Over on Guido's site this morning, he has posted a link to the private email gateway login page that party political communications from Downing Street use. The link is for this is www.lpnet.org.uk. Interestingly, when you visit it for the first time you will be presented with SSL certificate errors.
I have to say, for a system that is supposedly for the secure sending of email, they haven't particularly filled me with confidence. For a start, the ssl certificate expired in 2003. Also the expired secure certificate wasn't even correctly configured in the first place. The Common Name (CN) for the cert should match the web server name for a start, i.e. www.lpnet.org.uk. The fact that it doesn't, suggests that whoever it was in Whale Communications that set it up was a bit of an idiot. Whale Communications is of course a subsidiary of Microsoft which might explain the failure to set up a computer properly.
I am a little confused by the issuer of the certificate as well. You would expect a company like Whale Communications to use someone like Verisign to issue their certs, but instead it was a machine called "butcher.farmjack.com" by a company that calls itself FarmJack (odd name). Farmjack.com leads to some ROAR holding page today offering piston and hydraulic repairs. Maybe they went bust prior to 2003? If they did I can't seem to find anything about them as an SSL certifcate authority (if someone esle can let me know in the comments).

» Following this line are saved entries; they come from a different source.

use chrono::{DateTime, Utc};
use darkux_guard::config::{apply_suppressions, DetectorConfig, SuppressionConfig};
use darkux_guard::detector::{DetectorRegistry, ScanContext};
use darkux_guard::page::PageModel;
use darkux_guard::report::DetectionReport;
use darkux_guard::{FetchFailure, Target};
use tracing::{debug, info, trace};

use crate::all_detectors;

/// Runs the registered detectors over one page snapshot and folds the
/// findings into a report. Holds no per-scan state, so one engine can serve
/// any number of scans.
pub struct DetectionEngine {
    registry: DetectorRegistry,
    config: DetectorConfig,
    suppressions: SuppressionConfig,
}

impl DetectionEngine {
    /// Engine with every built-in detector.
    pub fn new(config: DetectorConfig) -> Self {
        let mut registry = DetectorRegistry::new();
        registry.register_all(all_detectors());
        Self::with_registry(registry, config)
    }

    pub fn with_registry(registry: DetectorRegistry, config: DetectorConfig) -> Self {
        Self {
            registry,
            config,
            suppressions: SuppressionConfig::default(),
        }
    }

    pub fn with_suppressions(mut self, suppressions: SuppressionConfig) -> Self {
        self.suppressions = suppressions;
        self
    }

    pub fn config(&self) -> &DetectorConfig {
        &self.config
    }

    pub fn registry(&self) -> &DetectorRegistry {
        &self.registry
    }

    pub fn run(&self, target: Option<&Target>, page: &PageModel) -> DetectionReport {
        self.run_at(target, page, Utc::now())
    }

    /// Same as [`DetectionEngine::run`] with a fixed timestamp; equal inputs
    /// give equal reports.
    pub fn run_at(
        &self,
        target: Option<&Target>,
        page: &PageModel,
        timestamp: DateTime<Utc>,
    ) -> DetectionReport {
        let ctx = ScanContext::new(page, timestamp);
        let run = self.registry.run_all(&ctx, &self.config);

        let raw = run.findings.len();
        let findings = apply_suppressions(run.findings, page, &self.suppressions);
        if findings.len() < raw {
            debug!(suppressed = raw - findings.len(), "findings suppressed");
        }
        for finding in &findings {
            trace!(%finding, "finding");
        }

        let report = DetectionReport::from_findings(
            findings,
            run.diagnostics,
            target.cloned(),
            Some(page.fingerprint()),
            timestamp,
        );
        info!(
            page = target.map(Target::as_str).unwrap_or("-"),
            score = report.score(),
            critical = report.counts().critical,
            moderate = report.counts().moderate,
            "scan complete"
        );
        report
    }

    /// Degraded report for a page that could not be loaded.
    pub fn failure_report(&self, target: Option<&Target>, failure: &FetchFailure) -> DetectionReport {
        DetectionReport::fetch_failure(target.cloned(), failure, Utc::now())
    }
}

/// One-shot detection with the built-in catalog.
pub fn run_detection(page: &PageModel, config: &DetectorConfig) -> DetectionReport {
    DetectionEngine::new(config.clone()).run(None, page)
}

#[cfg(test)]
mod tests {
    use super::*;
    use darkux_guard::detector::{Detector, DetectorKey};
    use darkux_guard::finding::*;
    use darkux_guard::page::ElementView;

    struct Exploding;

    impl Detector for Exploding {
        fn key(&self) -> DetectorKey {
            DetectorKey::Scarcity
        }
        fn name(&self) -> &str {
            "Scarcity tactic"
        }
        fn description(&self) -> &str {
            "always panics"
        }
        fn severity(&self) -> Severity {
            Severity::Moderate
        }
        fn score_delta(&self) -> i32 {
            -15
        }
        fn detect(&self, _ctx: &ScanContext) -> Vec<Finding> {
            panic!("regex blew up")
        }
    }

    #[test]
    fn test_failing_detector_is_isolated() {
        let mut registry = DetectorRegistry::new();
        registry.register(Box::new(Exploding));
        registry.register(Box::new(crate::AutoRenew::default()));
        let engine = DetectionEngine::with_registry(registry, DetectorConfig::all_enabled());

        let page = PageModel::new("Your plan will auto-renew.", Vec::new());
        let report = engine.run(None, &page);

        assert_eq!(report.findings().len(), 1);
        assert_eq!(report.findings()[0].detector, "autorenew");
        assert_eq!(report.diagnostics().len(), 1);
        assert_eq!(report.diagnostics()[0].detector, "scarcity");
        assert_eq!(report.diagnostics()[0].message, "regex blew up");
        assert_eq!(report.score(), 80);
    }

    #[test]
    fn test_inline_suppression_applies() {
        let page = PageModel::new(
            "",
            vec![
                ElementView::new("fieldset").with_attr("data-darkux-ignore", "prechecked"),
                ElementView::new("input")
                    .with_attr("type", "checkbox")
                    .with_attr("checked", "")
                    .with_parent(0),
            ],
        );
        let report = DetectionEngine::new(DetectorConfig::default()).run(None, &page);
        assert_eq!(report.score(), 100);
        assert_eq!(report.findings()[0].title, NO_ISSUES_TITLE);
    }

    #[test]
    fn test_locator_suppression_applies() {
        let page = PageModel::new(
            "",
            vec![ElementView::new("input")
                .with_attr("type", "checkbox")
                .with_attr("checked", "")
                .with_attr("id", "cookie-consent")],
        );
        let engine = DetectionEngine::new(DetectorConfig::default()).with_suppressions(
            SuppressionConfig {
                locators: vec!["#cookie-*".to_string()],
            },
        );
        assert_eq!(engine.run(None, &page).score(), 100);
    }

    #[test]
    fn test_failure_report_is_degraded() {
        let engine = DetectionEngine::new(DetectorConfig::default());
        let target = Target::new("shop.test");
        let report = engine.failure_report(Some(&target), &FetchFailure::Blocked { status: 403 });
        assert!(report.is_degraded());
        assert_eq!(report.score(), 0);
        assert_eq!(report.target(), Some(&target));
        assert_eq!(report.page_digest(), None);
    }
}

What does all this mean? Well not a lot really. Other than the Labour Party seem to have shoddily set-up IT systems (no surprise there when you consider, as David Miliband put, their "famed competence" for IT projects. They also seem to be using rather dodgy certificate authority provider for their cert. This is not in itself a bad thing per se (you can after all self-sign certs if you wish), but it's not exactly good practice for such a large organisation that it thoroughly obsessed with issue "best practice" guidelines for everything.